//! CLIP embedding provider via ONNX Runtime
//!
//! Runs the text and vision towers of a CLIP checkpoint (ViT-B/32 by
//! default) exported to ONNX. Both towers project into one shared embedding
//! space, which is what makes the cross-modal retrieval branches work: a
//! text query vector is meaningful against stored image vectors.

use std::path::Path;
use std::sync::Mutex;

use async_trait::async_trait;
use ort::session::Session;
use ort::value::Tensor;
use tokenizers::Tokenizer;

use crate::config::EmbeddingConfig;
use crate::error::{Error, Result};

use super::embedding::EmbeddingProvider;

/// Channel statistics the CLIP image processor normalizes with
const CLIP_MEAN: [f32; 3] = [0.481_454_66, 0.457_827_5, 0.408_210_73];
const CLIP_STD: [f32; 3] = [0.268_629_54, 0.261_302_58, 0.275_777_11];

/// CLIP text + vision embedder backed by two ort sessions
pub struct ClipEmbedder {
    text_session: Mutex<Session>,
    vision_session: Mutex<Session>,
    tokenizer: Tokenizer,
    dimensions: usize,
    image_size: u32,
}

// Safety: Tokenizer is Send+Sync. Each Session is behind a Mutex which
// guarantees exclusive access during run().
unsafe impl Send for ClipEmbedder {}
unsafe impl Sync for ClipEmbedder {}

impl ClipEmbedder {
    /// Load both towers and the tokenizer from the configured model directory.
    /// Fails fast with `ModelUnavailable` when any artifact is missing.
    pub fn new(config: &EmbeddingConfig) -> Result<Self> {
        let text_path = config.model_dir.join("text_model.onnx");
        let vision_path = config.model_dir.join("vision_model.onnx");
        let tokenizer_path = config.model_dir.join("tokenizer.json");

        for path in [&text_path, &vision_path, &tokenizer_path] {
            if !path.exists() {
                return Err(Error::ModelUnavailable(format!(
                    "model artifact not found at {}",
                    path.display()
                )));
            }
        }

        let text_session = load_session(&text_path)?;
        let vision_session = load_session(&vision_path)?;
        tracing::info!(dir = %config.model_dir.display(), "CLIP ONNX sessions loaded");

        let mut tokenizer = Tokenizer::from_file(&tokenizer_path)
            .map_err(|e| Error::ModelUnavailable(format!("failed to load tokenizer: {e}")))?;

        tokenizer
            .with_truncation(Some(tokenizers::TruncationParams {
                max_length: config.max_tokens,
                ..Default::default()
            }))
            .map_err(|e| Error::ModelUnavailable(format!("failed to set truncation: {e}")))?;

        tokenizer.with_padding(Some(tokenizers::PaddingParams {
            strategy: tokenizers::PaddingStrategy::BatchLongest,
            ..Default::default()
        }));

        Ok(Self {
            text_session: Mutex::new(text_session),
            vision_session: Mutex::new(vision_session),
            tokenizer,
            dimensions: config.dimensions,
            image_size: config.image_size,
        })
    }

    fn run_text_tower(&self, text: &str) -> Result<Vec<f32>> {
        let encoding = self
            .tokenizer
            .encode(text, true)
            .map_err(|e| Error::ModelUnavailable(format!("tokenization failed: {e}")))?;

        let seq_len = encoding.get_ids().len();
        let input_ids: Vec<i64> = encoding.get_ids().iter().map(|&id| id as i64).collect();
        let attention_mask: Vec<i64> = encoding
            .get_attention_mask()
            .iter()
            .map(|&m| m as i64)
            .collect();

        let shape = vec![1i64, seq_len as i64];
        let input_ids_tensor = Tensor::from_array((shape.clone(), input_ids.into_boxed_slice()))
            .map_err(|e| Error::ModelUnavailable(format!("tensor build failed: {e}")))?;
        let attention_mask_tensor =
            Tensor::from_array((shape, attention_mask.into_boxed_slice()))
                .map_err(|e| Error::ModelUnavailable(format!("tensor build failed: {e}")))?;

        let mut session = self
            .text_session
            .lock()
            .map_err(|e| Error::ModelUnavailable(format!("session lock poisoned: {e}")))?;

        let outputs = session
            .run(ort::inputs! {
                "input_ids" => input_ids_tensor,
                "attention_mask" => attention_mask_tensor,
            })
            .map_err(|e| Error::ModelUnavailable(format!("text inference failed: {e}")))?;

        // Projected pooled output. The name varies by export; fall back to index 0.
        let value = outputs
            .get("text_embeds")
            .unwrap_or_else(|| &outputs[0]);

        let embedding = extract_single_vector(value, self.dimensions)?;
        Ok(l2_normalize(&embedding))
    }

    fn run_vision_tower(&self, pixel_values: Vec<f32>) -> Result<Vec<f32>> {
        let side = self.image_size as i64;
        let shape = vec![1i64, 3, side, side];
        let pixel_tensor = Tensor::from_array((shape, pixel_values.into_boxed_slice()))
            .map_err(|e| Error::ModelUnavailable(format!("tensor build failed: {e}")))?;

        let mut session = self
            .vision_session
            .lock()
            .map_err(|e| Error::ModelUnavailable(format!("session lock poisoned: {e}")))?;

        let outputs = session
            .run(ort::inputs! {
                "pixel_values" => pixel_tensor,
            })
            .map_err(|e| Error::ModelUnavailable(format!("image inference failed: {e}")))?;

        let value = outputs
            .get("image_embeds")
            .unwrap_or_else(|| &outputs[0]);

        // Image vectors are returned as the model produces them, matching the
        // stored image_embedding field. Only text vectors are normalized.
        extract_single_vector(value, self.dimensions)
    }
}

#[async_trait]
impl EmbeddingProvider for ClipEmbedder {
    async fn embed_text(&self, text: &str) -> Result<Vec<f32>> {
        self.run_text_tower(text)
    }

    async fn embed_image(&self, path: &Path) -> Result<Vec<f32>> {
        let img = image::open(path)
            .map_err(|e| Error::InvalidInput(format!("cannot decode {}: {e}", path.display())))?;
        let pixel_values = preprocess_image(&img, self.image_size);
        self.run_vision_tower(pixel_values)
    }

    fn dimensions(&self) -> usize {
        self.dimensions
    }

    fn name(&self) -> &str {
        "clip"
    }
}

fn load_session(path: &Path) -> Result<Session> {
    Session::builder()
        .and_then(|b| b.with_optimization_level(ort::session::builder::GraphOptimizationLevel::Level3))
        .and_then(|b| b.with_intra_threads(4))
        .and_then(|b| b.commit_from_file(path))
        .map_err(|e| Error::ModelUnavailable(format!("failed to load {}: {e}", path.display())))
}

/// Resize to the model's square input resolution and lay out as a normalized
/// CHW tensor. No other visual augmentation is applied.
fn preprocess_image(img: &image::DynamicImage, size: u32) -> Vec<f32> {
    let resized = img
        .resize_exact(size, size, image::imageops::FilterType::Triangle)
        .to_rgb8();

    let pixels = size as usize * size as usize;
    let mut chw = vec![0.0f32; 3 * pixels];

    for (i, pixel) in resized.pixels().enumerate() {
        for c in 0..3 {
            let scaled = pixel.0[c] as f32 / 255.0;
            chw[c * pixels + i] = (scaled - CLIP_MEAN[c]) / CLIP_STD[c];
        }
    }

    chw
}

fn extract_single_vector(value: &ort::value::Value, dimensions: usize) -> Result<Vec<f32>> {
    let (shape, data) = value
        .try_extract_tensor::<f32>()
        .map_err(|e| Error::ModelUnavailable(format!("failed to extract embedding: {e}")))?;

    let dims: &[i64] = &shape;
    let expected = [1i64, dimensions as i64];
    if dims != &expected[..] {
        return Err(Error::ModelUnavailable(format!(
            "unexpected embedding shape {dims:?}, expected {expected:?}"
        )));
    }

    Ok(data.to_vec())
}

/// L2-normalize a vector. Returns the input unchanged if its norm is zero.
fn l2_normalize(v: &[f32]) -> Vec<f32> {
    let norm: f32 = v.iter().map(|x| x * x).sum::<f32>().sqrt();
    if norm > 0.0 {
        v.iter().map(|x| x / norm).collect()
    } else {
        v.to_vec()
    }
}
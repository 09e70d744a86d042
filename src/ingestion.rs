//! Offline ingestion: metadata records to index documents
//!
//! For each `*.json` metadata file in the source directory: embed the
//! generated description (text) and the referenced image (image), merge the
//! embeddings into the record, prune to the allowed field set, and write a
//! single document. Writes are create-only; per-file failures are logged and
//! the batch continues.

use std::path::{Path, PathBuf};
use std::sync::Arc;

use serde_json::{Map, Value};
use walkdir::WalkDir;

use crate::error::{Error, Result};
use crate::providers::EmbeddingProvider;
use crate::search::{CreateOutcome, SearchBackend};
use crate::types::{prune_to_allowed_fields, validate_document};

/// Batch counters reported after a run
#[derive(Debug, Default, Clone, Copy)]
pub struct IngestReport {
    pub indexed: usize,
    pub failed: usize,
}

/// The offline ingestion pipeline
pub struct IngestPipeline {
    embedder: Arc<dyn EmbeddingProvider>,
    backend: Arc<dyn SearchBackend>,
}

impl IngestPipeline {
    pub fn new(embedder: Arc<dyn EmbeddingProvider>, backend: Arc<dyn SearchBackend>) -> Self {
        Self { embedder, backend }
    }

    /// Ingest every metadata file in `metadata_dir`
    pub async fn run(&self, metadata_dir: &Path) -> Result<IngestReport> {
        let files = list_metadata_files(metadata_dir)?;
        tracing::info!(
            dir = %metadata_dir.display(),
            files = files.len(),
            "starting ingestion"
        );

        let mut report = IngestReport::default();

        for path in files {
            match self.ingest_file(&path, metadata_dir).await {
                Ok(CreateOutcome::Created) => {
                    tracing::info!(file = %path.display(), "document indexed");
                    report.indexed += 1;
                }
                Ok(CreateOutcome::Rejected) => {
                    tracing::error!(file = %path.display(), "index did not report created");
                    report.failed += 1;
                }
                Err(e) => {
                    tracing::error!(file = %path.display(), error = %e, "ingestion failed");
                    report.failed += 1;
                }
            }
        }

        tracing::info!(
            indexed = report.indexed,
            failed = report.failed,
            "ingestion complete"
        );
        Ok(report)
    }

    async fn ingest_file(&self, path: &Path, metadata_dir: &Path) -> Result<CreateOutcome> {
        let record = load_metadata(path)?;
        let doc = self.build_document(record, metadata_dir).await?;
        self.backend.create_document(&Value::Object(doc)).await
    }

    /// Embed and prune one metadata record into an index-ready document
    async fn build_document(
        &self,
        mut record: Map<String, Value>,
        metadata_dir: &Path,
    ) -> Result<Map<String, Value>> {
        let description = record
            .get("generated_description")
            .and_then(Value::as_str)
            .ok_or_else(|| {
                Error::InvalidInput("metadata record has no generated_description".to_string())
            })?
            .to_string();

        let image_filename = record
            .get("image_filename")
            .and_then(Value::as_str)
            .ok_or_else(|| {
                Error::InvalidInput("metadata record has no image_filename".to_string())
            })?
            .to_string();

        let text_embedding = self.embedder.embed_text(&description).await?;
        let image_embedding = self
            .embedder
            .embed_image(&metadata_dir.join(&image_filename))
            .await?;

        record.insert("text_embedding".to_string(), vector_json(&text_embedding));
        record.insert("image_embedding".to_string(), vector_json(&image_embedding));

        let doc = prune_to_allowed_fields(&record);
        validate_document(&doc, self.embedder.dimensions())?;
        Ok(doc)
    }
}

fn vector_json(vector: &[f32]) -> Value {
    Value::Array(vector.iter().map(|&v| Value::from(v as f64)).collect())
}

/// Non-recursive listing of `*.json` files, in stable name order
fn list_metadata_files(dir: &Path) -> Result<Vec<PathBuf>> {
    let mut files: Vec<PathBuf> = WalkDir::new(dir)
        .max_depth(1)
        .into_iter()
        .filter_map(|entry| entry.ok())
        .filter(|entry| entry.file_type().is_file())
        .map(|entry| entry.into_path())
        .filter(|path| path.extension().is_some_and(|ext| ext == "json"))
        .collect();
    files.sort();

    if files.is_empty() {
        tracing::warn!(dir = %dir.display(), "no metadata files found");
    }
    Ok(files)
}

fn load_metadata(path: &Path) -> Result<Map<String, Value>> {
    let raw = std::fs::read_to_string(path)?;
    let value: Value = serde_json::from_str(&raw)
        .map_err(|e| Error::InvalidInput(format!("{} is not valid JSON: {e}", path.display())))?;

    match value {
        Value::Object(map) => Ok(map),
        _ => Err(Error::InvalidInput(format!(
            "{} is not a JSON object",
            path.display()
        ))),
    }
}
━━━━━━━━━━━━━━━━━━━━
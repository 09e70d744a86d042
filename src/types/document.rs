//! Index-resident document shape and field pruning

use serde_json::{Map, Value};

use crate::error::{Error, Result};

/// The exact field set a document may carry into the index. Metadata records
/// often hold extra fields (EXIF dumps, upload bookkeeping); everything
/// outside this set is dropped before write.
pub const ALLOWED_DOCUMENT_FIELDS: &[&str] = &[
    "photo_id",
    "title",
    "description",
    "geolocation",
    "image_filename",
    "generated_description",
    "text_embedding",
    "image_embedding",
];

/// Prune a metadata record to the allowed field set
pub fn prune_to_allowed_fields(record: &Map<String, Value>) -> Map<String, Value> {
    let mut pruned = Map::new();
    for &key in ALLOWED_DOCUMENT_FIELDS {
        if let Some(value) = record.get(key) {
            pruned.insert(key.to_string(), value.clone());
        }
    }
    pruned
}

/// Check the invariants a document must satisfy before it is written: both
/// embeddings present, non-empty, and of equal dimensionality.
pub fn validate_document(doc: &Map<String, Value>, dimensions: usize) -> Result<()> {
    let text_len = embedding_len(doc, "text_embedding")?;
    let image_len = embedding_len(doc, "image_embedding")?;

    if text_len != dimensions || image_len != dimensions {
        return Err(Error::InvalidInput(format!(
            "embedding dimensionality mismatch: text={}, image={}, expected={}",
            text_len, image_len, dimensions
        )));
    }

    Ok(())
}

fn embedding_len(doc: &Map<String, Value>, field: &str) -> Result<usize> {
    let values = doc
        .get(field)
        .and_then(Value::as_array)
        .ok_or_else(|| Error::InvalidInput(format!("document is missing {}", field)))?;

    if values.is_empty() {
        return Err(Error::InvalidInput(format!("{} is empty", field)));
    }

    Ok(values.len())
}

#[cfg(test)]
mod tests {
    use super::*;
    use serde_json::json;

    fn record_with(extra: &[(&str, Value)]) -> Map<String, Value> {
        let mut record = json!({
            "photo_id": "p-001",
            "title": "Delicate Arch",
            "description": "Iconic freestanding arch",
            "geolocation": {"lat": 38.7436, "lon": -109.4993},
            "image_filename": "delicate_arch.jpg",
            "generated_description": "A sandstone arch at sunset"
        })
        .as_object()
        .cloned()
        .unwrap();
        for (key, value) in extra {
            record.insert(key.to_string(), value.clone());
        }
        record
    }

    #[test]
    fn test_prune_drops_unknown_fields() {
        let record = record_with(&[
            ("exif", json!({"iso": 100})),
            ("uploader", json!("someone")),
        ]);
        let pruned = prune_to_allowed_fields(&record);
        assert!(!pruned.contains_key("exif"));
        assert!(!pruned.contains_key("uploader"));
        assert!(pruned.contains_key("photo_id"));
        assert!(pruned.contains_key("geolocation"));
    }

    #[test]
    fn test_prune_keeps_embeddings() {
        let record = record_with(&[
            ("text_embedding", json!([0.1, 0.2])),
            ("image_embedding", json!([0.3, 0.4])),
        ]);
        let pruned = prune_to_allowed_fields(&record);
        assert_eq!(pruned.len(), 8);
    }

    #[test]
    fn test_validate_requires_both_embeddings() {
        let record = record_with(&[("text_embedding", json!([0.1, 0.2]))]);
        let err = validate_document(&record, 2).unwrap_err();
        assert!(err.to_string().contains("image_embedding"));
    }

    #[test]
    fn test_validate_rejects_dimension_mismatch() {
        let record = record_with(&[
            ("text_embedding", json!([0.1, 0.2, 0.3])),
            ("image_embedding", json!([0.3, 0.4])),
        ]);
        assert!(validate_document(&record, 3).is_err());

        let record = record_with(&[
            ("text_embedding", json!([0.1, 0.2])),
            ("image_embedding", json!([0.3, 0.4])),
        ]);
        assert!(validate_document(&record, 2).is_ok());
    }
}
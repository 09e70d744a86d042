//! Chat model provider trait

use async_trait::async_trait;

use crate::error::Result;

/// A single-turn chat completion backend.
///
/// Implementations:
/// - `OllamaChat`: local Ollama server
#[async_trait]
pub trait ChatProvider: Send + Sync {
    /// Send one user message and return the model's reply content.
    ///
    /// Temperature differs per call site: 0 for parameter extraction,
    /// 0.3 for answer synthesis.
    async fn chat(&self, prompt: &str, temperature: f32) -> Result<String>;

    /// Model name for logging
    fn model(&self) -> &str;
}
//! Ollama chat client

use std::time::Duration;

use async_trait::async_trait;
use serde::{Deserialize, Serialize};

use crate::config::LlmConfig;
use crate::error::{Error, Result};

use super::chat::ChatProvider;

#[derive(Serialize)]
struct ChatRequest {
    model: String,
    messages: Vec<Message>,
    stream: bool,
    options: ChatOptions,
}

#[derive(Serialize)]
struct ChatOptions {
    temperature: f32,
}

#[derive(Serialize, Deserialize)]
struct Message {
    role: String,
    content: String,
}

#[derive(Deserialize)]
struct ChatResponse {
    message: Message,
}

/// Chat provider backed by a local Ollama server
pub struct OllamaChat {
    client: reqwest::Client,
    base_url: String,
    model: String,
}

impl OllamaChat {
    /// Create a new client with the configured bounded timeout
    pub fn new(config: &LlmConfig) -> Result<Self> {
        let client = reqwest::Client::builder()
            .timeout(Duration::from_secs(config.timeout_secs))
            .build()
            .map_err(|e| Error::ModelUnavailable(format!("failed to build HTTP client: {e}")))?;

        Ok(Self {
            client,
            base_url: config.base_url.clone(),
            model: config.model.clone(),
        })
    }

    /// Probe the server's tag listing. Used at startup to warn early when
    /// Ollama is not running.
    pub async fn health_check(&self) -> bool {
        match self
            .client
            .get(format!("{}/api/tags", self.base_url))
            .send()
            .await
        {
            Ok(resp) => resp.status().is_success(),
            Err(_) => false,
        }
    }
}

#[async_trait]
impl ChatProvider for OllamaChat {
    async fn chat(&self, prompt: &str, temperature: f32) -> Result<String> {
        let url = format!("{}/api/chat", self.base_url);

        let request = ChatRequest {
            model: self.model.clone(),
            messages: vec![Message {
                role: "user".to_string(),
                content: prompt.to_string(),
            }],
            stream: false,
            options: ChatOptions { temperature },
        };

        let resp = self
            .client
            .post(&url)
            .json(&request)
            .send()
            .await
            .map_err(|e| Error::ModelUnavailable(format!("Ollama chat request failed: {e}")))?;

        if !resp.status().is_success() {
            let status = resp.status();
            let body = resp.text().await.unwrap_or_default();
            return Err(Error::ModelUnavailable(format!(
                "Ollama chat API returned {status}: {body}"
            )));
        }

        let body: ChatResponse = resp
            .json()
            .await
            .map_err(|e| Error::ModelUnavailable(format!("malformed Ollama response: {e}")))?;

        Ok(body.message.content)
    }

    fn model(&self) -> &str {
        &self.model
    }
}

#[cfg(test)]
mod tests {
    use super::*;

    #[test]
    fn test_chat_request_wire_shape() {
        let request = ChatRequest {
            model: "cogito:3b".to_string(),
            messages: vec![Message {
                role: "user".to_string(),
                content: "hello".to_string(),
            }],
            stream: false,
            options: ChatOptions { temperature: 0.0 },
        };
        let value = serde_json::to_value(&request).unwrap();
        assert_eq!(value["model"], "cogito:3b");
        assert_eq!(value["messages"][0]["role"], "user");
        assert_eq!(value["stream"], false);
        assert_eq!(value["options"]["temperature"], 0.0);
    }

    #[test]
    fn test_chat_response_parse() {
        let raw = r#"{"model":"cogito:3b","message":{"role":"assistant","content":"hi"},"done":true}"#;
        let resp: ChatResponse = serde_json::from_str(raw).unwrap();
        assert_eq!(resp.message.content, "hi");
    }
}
━━━━━━━━━━━━━━━━━━━━
§ **REQUIRED WORK**:
Track down every line in the entries that includes the string "struct", and copy it.

§ **SOLUTION TO THIS TASK**:
pub struct ClipEmbedder {
pub struct IngestReport {
pub struct IngestPipeline {
struct ChatRequest {
struct ChatOptions {
struct Message {
struct ChatResponse {
pub struct OllamaChat {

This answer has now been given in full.